Looking down the game tree, considering the historical record of classical Athens, and confronting the consequences of adopting a basic democracy, the hypothetical group seeking a nontyrannical and nonliberal form of social order might decide that the costs were too high. Or, having attempted to create democratic institutions that would simultaneously sustain prosperity, security, and a nonliberal social order, they might find that the design problem was insoluble. The point of this section has not been to suggest that it would be easy to implement a nonliberal basic democracy under the conditions of modernity, only that the option is not blocked ex ante as a conceptual possibility.
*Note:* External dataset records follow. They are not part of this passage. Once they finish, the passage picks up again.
// ABOUTME: The error taxonomy: lexer, parse, and runtime errors, each with a
// stable code, a one-line message, a span, and the process-wide error
// registry used to format diagnostics.

use crate::span::Span;
use once_cell::sync::Lazy;
use std::collections::HashMap;
use thiserror::Error;

#[derive(Error, Debug, Clone, PartialEq)]
pub enum LexError {
    #[error("unterminated string literal")]
    UnterminatedString { span: Span },

    #[error("invalid escape sequence `\\{escape}`")]
    InvalidEscape { escape: char, span: Span },

    #[error("unexpected character `{ch}`")]
    StrayCharacter { ch: char, span: Span },

    #[error("heredoc syntax (`<<EOF`) is not supported; use a multiline string instead")]
    HeredocNotSupported { span: Span },
}

impl LexError {
    pub fn span(&self) -> Span {
        match self {
            LexError::UnterminatedString { span }
            | LexError::InvalidEscape { span, .. }
            | LexError::StrayCharacter { span, .. }
            | LexError::HeredocNotSupported { span } => *span,
        }
    }

    pub fn code(&self) -> &'static str {
        match self {
            LexError::UnterminatedString { .. } => "E_LEX_UNTERMINATED_STRING",
            LexError::InvalidEscape { .. } => "E_LEX_INVALID_ESCAPE",
            LexError::StrayCharacter { .. } => "E_LEX_STRAY_CHARACTER",
            LexError::HeredocNotSupported { .. } => "E_LEX_HEREDOC",
        }
    }
}

#[derive(Error, Debug, Clone, PartialEq)]
pub enum ParseError {
    #[error("unexpected token: expected {expected}, found {found}")]
    UnexpectedToken { expected: String, found: String, span: Span },

    #[error("missing closing {delimiter}")]
    MissingDelimiter { delimiter: &'static str, span: Span },

    #[error("`:>` is deprecated; use `=>` for capture")]
    DeprecatedCaptureArrow { span: Span },

    #[error("`!` used without a preceding operand")]
    BareNegation { span: Span },

    #[error("ambiguous empty literal; use `[]` for an empty list or `[:]` for an empty dict")]
    EmptyLiteralAmbiguity { span: Span },

    #[error("{message}")]
    Recovered { message: String, text: String, span: Span },
}

impl ParseError {
    pub fn span(&self) -> Span {
        match self {
            ParseError::UnexpectedToken { span, .. }
            | ParseError::MissingDelimiter { span, .. }
            | ParseError::DeprecatedCaptureArrow { span }
            | ParseError::BareNegation { span }
            | ParseError::EmptyLiteralAmbiguity { span }
            | ParseError::Recovered { span, .. } => *span,
        }
    }

    pub fn code(&self) -> &'static str {
        match self {
            ParseError::UnexpectedToken { .. } => "E_PARSE_UNEXPECTED_TOKEN",
            ParseError::MissingDelimiter { .. } => "E_PARSE_MISSING_DELIMITER",
            ParseError::DeprecatedCaptureArrow { .. } => "E_PARSE_DEPRECATED_CAPTURE_ARROW",
            ParseError::BareNegation { .. } => "E_PARSE_BARE_NEGATION",
            ParseError::EmptyLiteralAmbiguity { .. } => "E_PARSE_EMPTY_LITERAL_AMBIGUITY",
            ParseError::Recovered { .. } => "E_PARSE_RECOVERED",
        }
    }
}

#[derive(Error, Debug, Clone, PartialEq)]
pub enum EvalError {
    #[error("script contains unrecovered parse errors")]
    ParseInvalid { span: Span },

    #[error("undefined variable `{name}`")]
    UndefinedVariable { name: String, span: Span },

    #[error("type mismatch: expected {expected}, got {actual}")]
    TypeMismatch { expected: String, actual: String, span: Span },

    #[error("`{name}` is locked to type `{locked}`; cannot assign a value of type `{actual}`")]
    TypeLock { name: String, locked: String, actual: String, span: Span },

    #[error("dict has no field `{field}`")]
    DictFieldMissing { field: String, span: Span },

    #[error("list index {index} out of bounds (length {length})")]
    IndexOutOfBounds { index: i64, length: usize, span: Span },

    #[error("expected a bool in piped conditional, got {actual}")]
    NonBooleanConditional { actual: String, span: Span },

    #[error("block has no statements")]
    EmptyBlock { span: Span },

    #[error("iteration cap of {cap} exceeded")]
    IterationCapExceeded { cap: usize, span: Span },

    #[error("execution aborted")]
    Abort { span: Span },

    #[error("auto-exception: {message}")]
    AutoException { code: String, message: String, span: Span },

    #[error("host function `{name}` failed: {message}")]
    HostFunctionError { name: String, message: String, span: Span },

    #[error("value is not callable")]
    NotCallable { span: Span },

    #[error("arity mismatch for `{name}`: expected {expected}, got {actual}")]
    ArityMismatch { name: String, expected: String, actual: usize, span: Span },

    #[error("`break` used outside a loop")]
    BreakOutsideLoop { span: Span },

    #[error("assertion failed")]
    AssertionFailed { span: Span },

    #[error("{message}")]
    Custom { message: String, span: Span },
}

impl EvalError {
    pub fn span(&self) -> Span {
        match self {
            EvalError::ParseInvalid { span }
            | EvalError::UndefinedVariable { span, .. }
            | EvalError::TypeMismatch { span, .. }
            | EvalError::TypeLock { span, .. }
            | EvalError::DictFieldMissing { span, .. }
            | EvalError::IndexOutOfBounds { span, .. }
            | EvalError::NonBooleanConditional { span, .. }
            | EvalError::EmptyBlock { span }
            | EvalError::IterationCapExceeded { span, .. }
            | EvalError::Abort { span }
            | EvalError::AutoException { span, .. }
            | EvalError::HostFunctionError { span, .. }
            | EvalError::NotCallable { span }
            | EvalError::ArityMismatch { span, .. }
            | EvalError::BreakOutsideLoop { span }
            | EvalError::AssertionFailed { span }
            | EvalError::Custom { span, .. } => *span,
        }
    }

    pub fn code(&self) -> &'static str {
        match self {
            EvalError::ParseInvalid { .. } => "E_RUN_PARSE_INVALID",
            EvalError::UndefinedVariable { .. } => "E_RUN_UNDEFINED_VARIABLE",
            EvalError::TypeMismatch { .. } => "E_RUN_TYPE_MISMATCH",
            EvalError::TypeLock { .. } => "E_RUN_TYPE_LOCK",
            EvalError::DictFieldMissing { .. } => "E_RUN_DICT_FIELD_MISSING",
            EvalError::IndexOutOfBounds { .. } => "E_RUN_INDEX_OUT_OF_BOUNDS",
            EvalError::NonBooleanConditional { .. } => "E_RUN_NON_BOOLEAN_CONDITIONAL",
            EvalError::EmptyBlock { .. } => "E_RUN_EMPTY_BLOCK",
            EvalError::IterationCapExceeded { .. } => "E_RUN_ITERATION_CAP_EXCEEDED",
            EvalError::Abort { .. } => "E_RUN_ABORT",
            EvalError::AutoException { .. } => "E_RUN_AUTO_EXCEPTION",
            EvalError::HostFunctionError { .. } => "E_RUN_HOST_FUNCTION_ERROR",
            EvalError::NotCallable { .. } => "E_RUN_NOT_CALLABLE",
            EvalError::ArityMismatch { .. } => "E_RUN_ARITY_MISMATCH",
            EvalError::BreakOutsideLoop { .. } => "E_RUN_BREAK_OUTSIDE_LOOP",
            EvalError::AssertionFailed { .. } => "E_RUN_ASSERTION_FAILED",
            EvalError::Custom { .. } => "E_RUN_CUSTOM",
        }
    }

    pub fn type_mismatch(expected: impl Into<String>, actual: impl Into<String>, span: Span) -> Self {
        EvalError::TypeMismatch { expected: expected.into(), actual: actual.into(), span }
    }

    pub fn host_error(name: impl Into<String>, message: impl Into<String>, span: Span) -> Self {
        EvalError::HostFunctionError { name: name.into(), message: message.into(), span }
    }
}

/// Documentation for one error code: the only process-wide state in the
/// core, per SPEC_FULL.md §B ("Error registry"). Initialized once, read
/// from any task.
#[derive(Debug, Clone)]
pub struct ErrorDoc {
    pub code: &'static str,
    pub description: &'static str,
    pub likely_cause: &'static str,
    pub resolution: &'static str,
    pub examples: &'static [&'static str],
}

static ERROR_REGISTRY: Lazy<HashMap<&'static str, ErrorDoc>> = Lazy::new(build_registry);

fn entry(
    code: &'static str,
    description: &'static str,
    likely_cause: &'static str,
    resolution: &'static str,
    examples: &'static [&'static str],
) -> (&'static str, ErrorDoc) {
    (code, ErrorDoc { code, description, likely_cause, resolution, examples })
}

fn build_registry() -> HashMap<&'static str, ErrorDoc> {
    HashMap::from([
        entry(
            "E_RUN_UNDEFINED_VARIABLE",
            "A script referenced a variable that was never captured in any enclosing scope.",
            "Typo in the variable name, or the capture (`=> $name`) happens after the read.",
            "Capture the value before reading it, or seed it via the context's `variables`.",
            &["$x -> .upper  # x was never captured"],
        ),
        entry(
            "E_RUN_TYPE_LOCK",
            "A variable already bound to one type was reassigned a value of a different type.",
            "Reusing a variable name across incompatible values within the same scope.",
            "Use a new variable name, or ensure both assignments produce the same type.",
            &["1 => $x\n\"two\" => $x  # type-lock error"],
        ),
        entry(
            "E_RUN_ITERATION_CAP_EXCEEDED",
            "A loop ran to the default iteration cap (10,000) without its condition becoming false.",
            "An unbounded or buggy loop condition.",
            "Fix the loop condition, or raise the cap explicitly with `^(limit: N)`.",
            &["0 -> (true) @ { $+1 }  # never terminates"],
        ),
        entry(
            "E_RUN_NON_BOOLEAN_CONDITIONAL",
            "A piped conditional (`-> ? then ! else`) received a non-bool pipe value.",
            "The upstream pipe stage produced a value that was never asserted or compared to a bool.",
            "Compare explicitly, e.g. `$x > 0 -> ? \"big\" ! \"small\"`.",
            &["5 -> ? \"big\" ! \"small\"  # 5 is a number, not a bool"],
        ),
        entry(
            "E_RUN_HOST_FUNCTION_ERROR",
            "A host function returned an error, which the core wraps and re-raises unchanged.",
            "Depends on the specific host extension.",
            "Check the wrapped message for the host-specific cause.",
            &[],
        ),
        entry(
            "E_PARSE_DEPRECATED_CAPTURE_ARROW",
            "`:>` was used where `=>` is required for capture.",
            "Migrating from an older draft of the language, or a typo of `=>`.",
            "Replace `:>` with `=>`.",
            &["e :> $x  # should be e => $x"],
        ),
    ])
}

/// Looks up documentation for a stable error code. Returns `None` for codes
/// without a registry entry yet (the registry is a diagnostics aid, not an
/// exhaustive requirement for every variant).
pub fn lookup(code: &str) -> Option<&'static ErrorDoc> {
    ERROR_REGISTRY.get(code)
}

#[cfg(test)]
mod tests {
    use super::*;
    use crate::span::{Position, Span};

    fn span() -> Span {
        Span::point(Position::start())
    }

    #[test]
    fn every_variant_has_a_stable_code() {
        let e = EvalError::UndefinedVariable { name: "x".into(), span: span() };
        assert_eq!(e.code(), "E_RUN_UNDEFINED_VARIABLE");
    }

    #[test]
    fn registry_resolves_documented_codes() {
        let doc = lookup("E_RUN_TYPE_LOCK").expect("registered");
        assert_eq!(doc.code, "E_RUN_TYPE_LOCK");
        assert!(lookup("E_NOT_A_REAL_CODE").is_none());
    }
}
The goal of this book has been to define a basic form of democracy, to specify the conditions necessary for its existence, and to list the goods that it provides, in theory and historical practice. I have tried to show that it is possible to do so before introducing the normative and institutional apparatus of liberalism – or of any other moralized system of value. Basic democracy will not provide all of the things that most people ask of a modern government. But it answers a central question posed by political philosophy, before and after liberalism: How might we, whoever we are, better live our lives, together?